GFS: fsid=TAFT_CLUSTER:gfs2.0: jid=1: Acquiring the transaction lock...
GFS: fsid=TAFT_CLUSTER:gfs1.0: jid=1: Acquiring the transaction lock...
GFS: fsid=TAFT_CLUSTER:gfs2.0: jid=1: Replaying journal...
GFS: fsid=TAFT_CLUSTER:gfs1.0: jid=1: Replaying journal...

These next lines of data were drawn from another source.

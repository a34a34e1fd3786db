//! Platform-specific path utilities for tenantlink.

use std::path::PathBuf;

use crate::error::{AuthError, Result};

/// Get the configuration directory for tenantlink.
///
/// - Linux: `~/.config/tenantlink`
/// - macOS: `~/Library/Application Support/tenantlink`
/// - Windows: `%APPDATA%\tenantlink`
pub fn config_dir() -> Result<PathBuf> {
    let base = dirs::config_dir()
        .ok_or_else(|| AuthError::Config("Cannot determine config directory".to_string()))?;
    Ok(base.join("tenantlink"))
}

/// Get the data directory for tenantlink.
///
/// - Linux: `~/.local/share/tenantlink`
/// - macOS: `~/Library/Application Support/tenantlink`
/// - Windows: `%APPDATA%\tenantlink`
pub fn data_dir() -> Result<PathBuf> {
    let base = dirs::data_dir()
        .ok_or_else(|| AuthError::Config("Cannot determine data directory".to_string()))?;
    Ok(base.join("tenantlink"))
}

/// Get the main configuration file path.
pub fn config_file() -> Result<PathBuf> {
    Ok(config_dir()?.join("config.toml"))
}

/// Get the default directory holding the encrypted slot files.
pub fn tokens_dir() -> Result<PathBuf> {
    Ok(data_dir()?.join("tokens"))
}
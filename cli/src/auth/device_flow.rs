//! OAuth device authorization flow types (RFC 8628).
//!
//! The provider hands back a [`DeviceCodeGrant`] when a flow starts and a
//! [`DevicePoll`] for every single poll attempt. The orchestrator turns those
//! into the caller-facing [`DeviceCodeSession`] and [`PollOutcome`].

use std::time::Duration;

use serde::{Serialize, Serializer};

use crate::auth::tokens::Credential;

/// Provider response to a device authorization request.
#[derive(Clone)]
pub struct DeviceCodeGrant {
    /// Tenant the flow was started against.
    pub tenant_id: String,
    /// Secret code the application polls with.
    pub device_code: String,
    /// Code for the user to enter.
    pub user_code: String,
    /// URL for the user to visit.
    pub verification_uri: String,
    /// Complete URL with code (if available).
    pub verification_uri_complete: Option<String>,
    /// How long until the code expires.
    pub expires_in: Duration,
    /// Minimum delay between polls.
    pub interval: Duration,
    /// Provider-supplied instructions for the user.
    pub message: String,
}

impl std::fmt::Debug for DeviceCodeGrant {
    fn fmt(&self, f: &mut std::fmt::Formatter<'_>) -> std::fmt::Result {
        f.debug_struct("DeviceCodeGrant")
            .field("tenant_id", &self.tenant_id)
            .field("device_code", &"<redacted>")
            .field("user_code", &self.user_code)
            .field("verification_uri", &self.verification_uri)
            .field("expires_in", &self.expires_in)
            .field("interval", &self.interval)
            .finish_non_exhaustive()
    }
}

/// Outcome of exactly one poll against the token endpoint.
#[derive(Debug, Clone)]
pub enum DevicePoll {
    /// User completed sign-in; the provider issued a credential.
    Authorized(Credential),
    /// `authorization_pending`: the user has not finished yet.
    Pending,
    /// `slow_down`: keep polling, but less often.
    SlowDown,
    /// `expired_token`: the device code lifetime is over.
    Expired,
    /// Any other provider error (denied, bad client, ...).
    Rejected {
        error: String,
        description: Option<String>,
    },
}

impl DevicePoll {
    /// Classify a token-endpoint error code.
    #[must_use]
    pub fn from_error_code(error: &str, description: Option<String>) -> Self {
        match error {
            "authorization_pending" => Self::Pending,
            "slow_down" => Self::SlowDown,
            "expired_token" | "code_expired" => Self::Expired,
            _ => Self::Rejected {
                error: error.to_string(),
                description,
            },
        }
    }
}

/// Caller-facing view of a started device-code flow.
#[derive(Debug, Clone, Serialize)]
#[serde(rename_all = "camelCase")]
pub struct DeviceCodeSession {
    pub user_code: String,
    pub verification_uri: String,
    #[serde(skip_serializing_if = "Option::is_none")]
    pub verification_uri_complete: Option<String>,
    /// Seconds until the code expires.
    pub expires_in: u64,
    pub message: String,
    /// Correlates this start with later polls.
    pub request_id: String,
    /// Suggested seconds between polls.
    #[serde(skip)]
    pub interval: Duration,
}

/// Status of an unresolved poll.
#[derive(Debug, Clone, Copy, PartialEq, Eq, Serialize)]
#[serde(rename_all = "snake_case")]
pub enum PollStatus {
    Pending,
    /// Still pending, and the provider asked for a longer poll interval.
    SlowDown,
    Expired,
}

impl PollStatus {
    /// `true` while the flow can still succeed.
    #[must_use]
    pub const fn is_pending(self) -> bool {
        matches!(self, Self::Pending | Self::SlowDown)
    }
}

/// Extra delay to add to the poll interval after each `slow_down`.
pub const SLOW_DOWN_STEP: Duration = Duration::from_secs(5);

/// Caller-facing result of `poll_for_authentication`.
///
/// Serializes as `{success: true, accessToken, expiresAt}` or
/// `{success: false, status, message}`.
#[derive(Debug, Clone, PartialEq, Eq)]
pub enum PollOutcome {
    /// Credential validated and stored.
    Authenticated { access_token: String, expires_at: i64 },
    /// Not resolved yet, or resolved as expired.
    Unresolved { status: PollStatus, message: String },
}

impl PollOutcome {
    pub(crate) fn pending() -> Self {
        Self::Unresolved {
            status: PollStatus::Pending,
            message: "Waiting for the user to complete sign-in".to_string(),
        }
    }

    pub(crate) fn slow_down() -> Self {
        Self::Unresolved {
            status: PollStatus::SlowDown,
            message: "Waiting for the user to complete sign-in, polling less often".to_string(),
        }
    }

    pub(crate) fn expired() -> Self {
        Self::Unresolved {
            status: PollStatus::Expired,
            message: "Device code expired, please start sign-in again".to_string(),
        }
    }

    /// `true` once a credential has been stored.
    #[must_use]
    pub const fn is_success(&self) -> bool {
        matches!(self, Self::Authenticated { .. })
    }
}

#[derive(Serialize)]
#[serde(rename_all = "camelCase")]
struct PollReply<'a> {
    success: bool,
    #[serde(skip_serializing_if = "Option::is_none")]
    access_token: Option<&'a str>,
    #[serde(skip_serializing_if = "Option::is_none")]
    expires_at: Option<i64>,
    #[serde(skip_serializing_if = "Option::is_none")]
    status: Option<PollStatus>,
    #[serde(skip_serializing_if = "Option::is_none")]
    message: Option<&'a str>,
}

impl Serialize for PollOutcome {
    fn serialize<S: Serializer>(&self, serializer: S) -> Result<S::Ok, S::Error> {
        let reply = match self {
            Self::Authenticated {
                access_token,
                expires_at,
            } => PollReply {
                success: true,
                access_token: Some(access_token.as_str()),
                expires_at: Some(*expires_at),
                status: None,
                message: None,
            },
            Self::Unresolved { status, message } => PollReply {
                success: false,
                access_token: None,
                expires_at: None,
                status: Some(*status),
                message: Some(message.as_str()),
            },
        };
        reply.serialize(serializer)
    }
}

/// Open the verification URL in the default browser.
///
/// # Returns
///
/// Returns `true` if the browser was opened successfully, `false` otherwise.
pub fn open_browser(session: &DeviceCodeSession) -> bool {
    let url = session
        .verification_uri_complete
        .as_ref()
        .unwrap_or(&session.verification_uri);

    open::that(url).is_ok()
}

#[cfg(test)]
mod tests {
    use super::*;

    #[test]
    fn classifies_provider_error_codes() {
        assert!(matches!(
            DevicePoll::from_error_code("authorization_pending", None),
            DevicePoll::Pending
        ));
        assert!(matches!(
            DevicePoll::from_error_code("slow_down", None),
            DevicePoll::SlowDown
        ));
        assert!(matches!(
            DevicePoll::from_error_code("expired_token", None),
            DevicePoll::Expired
        ));

        match DevicePoll::from_error_code("access_denied", Some("user said no".to_string())) {
            DevicePoll::Rejected { error, description } => {
                assert_eq!(error, "access_denied");
                assert_eq!(description.as_deref(), Some("user said no"));
            },
            other => panic!("unexpected {other:?}"),
        }
    }

    #[test]
    fn grant_debug_hides_device_code() {
        let grant = DeviceCodeGrant {
            tenant_id: "tenant-a".to_string(),
            device_code: "super-secret".to_string(),
            user_code: "ABCD-EFGH".to_string(),
            verification_uri: "https://microsoft.com/devicelogin".to_string(),
            verification_uri_complete: None,
            expires_in: Duration::from_secs(900),
            interval: Duration::from_secs(5),
            message: String::new(),
        };
        let rendered = format!("{grant:?}");
        assert!(!rendered.contains("super-secret"));
        assert!(rendered.contains("ABCD-EFGH"));
    }

    #[test]
    fn session_serializes_for_callers() {
        let session = DeviceCodeSession {
            user_code: "ABCD".to_string(),
            verification_uri: "https://example.test/device".to_string(),
            verification_uri_complete: None,
            expires_in: 900,
            message: "Enter ABCD".to_string(),
            request_id: "req-1".to_string(),
            interval: Duration::from_secs(5),
        };
        let json = serde_json::to_value(&session).unwrap();
        assert_eq!(json["userCode"], "ABCD");
        assert_eq!(json["requestId"], "req-1");
        assert_eq!(json["expiresIn"], 900);
        assert!(json.get("interval").is_none());
    }

    #[test]
    fn poll_outcome_serializes_for_callers() {
        let json = serde_json::to_value(PollOutcome::Authenticated {
            access_token: "t".to_string(),
            expires_at: 7,
        })
        .unwrap();
        assert_eq!(
            json,
            serde_json::json!({"success": true, "accessToken": "t", "expiresAt": 7})
        );

        let json = serde_json::to_value(PollOutcome::slow_down()).unwrap();
        assert_eq!(json["success"], false);
        assert_eq!(json["status"], "slow_down");

        let json = serde_json::to_value(PollOutcome::expired()).unwrap();
        assert_eq!(json["status"], "expired");
        assert!(json.get("accessToken").is_none());
    }

    #[test]
    fn slow_down_is_still_pending() {
        assert!(PollStatus::SlowDown.is_pending());
        assert!(PollStatus::Pending.is_pending());
        assert!(!PollStatus::Expired.is_pending());
    }

    #[test]
    fn poll_outcome_helpers() {
        assert!(!PollOutcome::pending().is_success());
        assert_eq!(
            PollOutcome::expired(),
            PollOutcome::Unresolved {
                status: PollStatus::Expired,
                message: "Device code expired, please start sign-in again".to_string(),
            }
        );
        assert!(PollOutcome::Authenticated {
            access_token: "t".to_string(),
            expires_at: 1
        }
        .is_success());
    }
}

GFS: fsid=TAFT_CLUSTER:gfs3.0: jid=1: Journal replayed in 9s
GFS: fsid=TAFT_CLUSTER:gfs3.0: jid=1: Done
GFS: fsid=TAFT_CLUSTER:gfs2.0: jid=1: Replayed 1377 of 2255 blocks
GFS: fsid=TAFT_CLUSTER:gfs2.0: jid=1: replays = 1377, skips = 611, sames = 267
GFS: fsid=TAFT_CLUSTER:gfs1.0: jid=1: Replayed 10711 of 10824 blocks
GFS: fsid=TAFT_CLUSTER:gfs1.0: jid=1: replays = 10711, skips = 7, sames = 106
GFS: fsid=TAFT_CLUSTER:gfs2.0: jid=1: Journal replayed in 4s
GFS: fsid=TAFT_CLUSTER:gfs2.0: jid=1: Done
GFS: fsid=TAFT_CLUSTER:gfs1.0: jid=1: Journal replayed in 5s
GFS: fsid=TAFT_CLUSTER:gfs1.0: jid=1: Done
NMI Watchdog detected LOCKUP, CPU=0, registers:
CPU 0
Modules linked in: lock_dlm(U) gfs(U) lock_harness(U) nfsd exportfs lockd nfs_ad
Pid: 3722, comm: kmirrord Not tainted 2.6.9-50.ELlargesmp
RIP: 0010:[<ffffffff8030cddf>] <ffffffff8030cddf>{.text.lock.spinlock+2}
RSP: 0018:00000102120ddc88  EFLAGS: 00000086
RAX: 0000000000000000 RBX: ffffffffa029cd28 RCX: 0000000000000000
RDX: 0000000000000000 RSI: 0000000000000046 RDI: ffffffffa029cd28
RBP: 000000000000026f R08: 00000102120d8048 R09: 0000000000000000
R10: 0000000300000000 R11: 0000000000000000 R12: 00000100dfd56c00
R13: 00000101ffd2a618 R14: 00000101ffd2a600 R15: ffffffffa0094623
FS:  0000000000000000(0000) GS:ffffffff80501480(0000) knlGS:0000000000000000
CS:  0010 DS: 0018 ES: 0018 CR0: 000000008005003b
CR2: 0000000000572f20 CR3: 0000000000101000 CR4: 00000000000006e0
Process kmirrord (pid: 3722, threadinfo 00000102120dc000, task 0000010216021030)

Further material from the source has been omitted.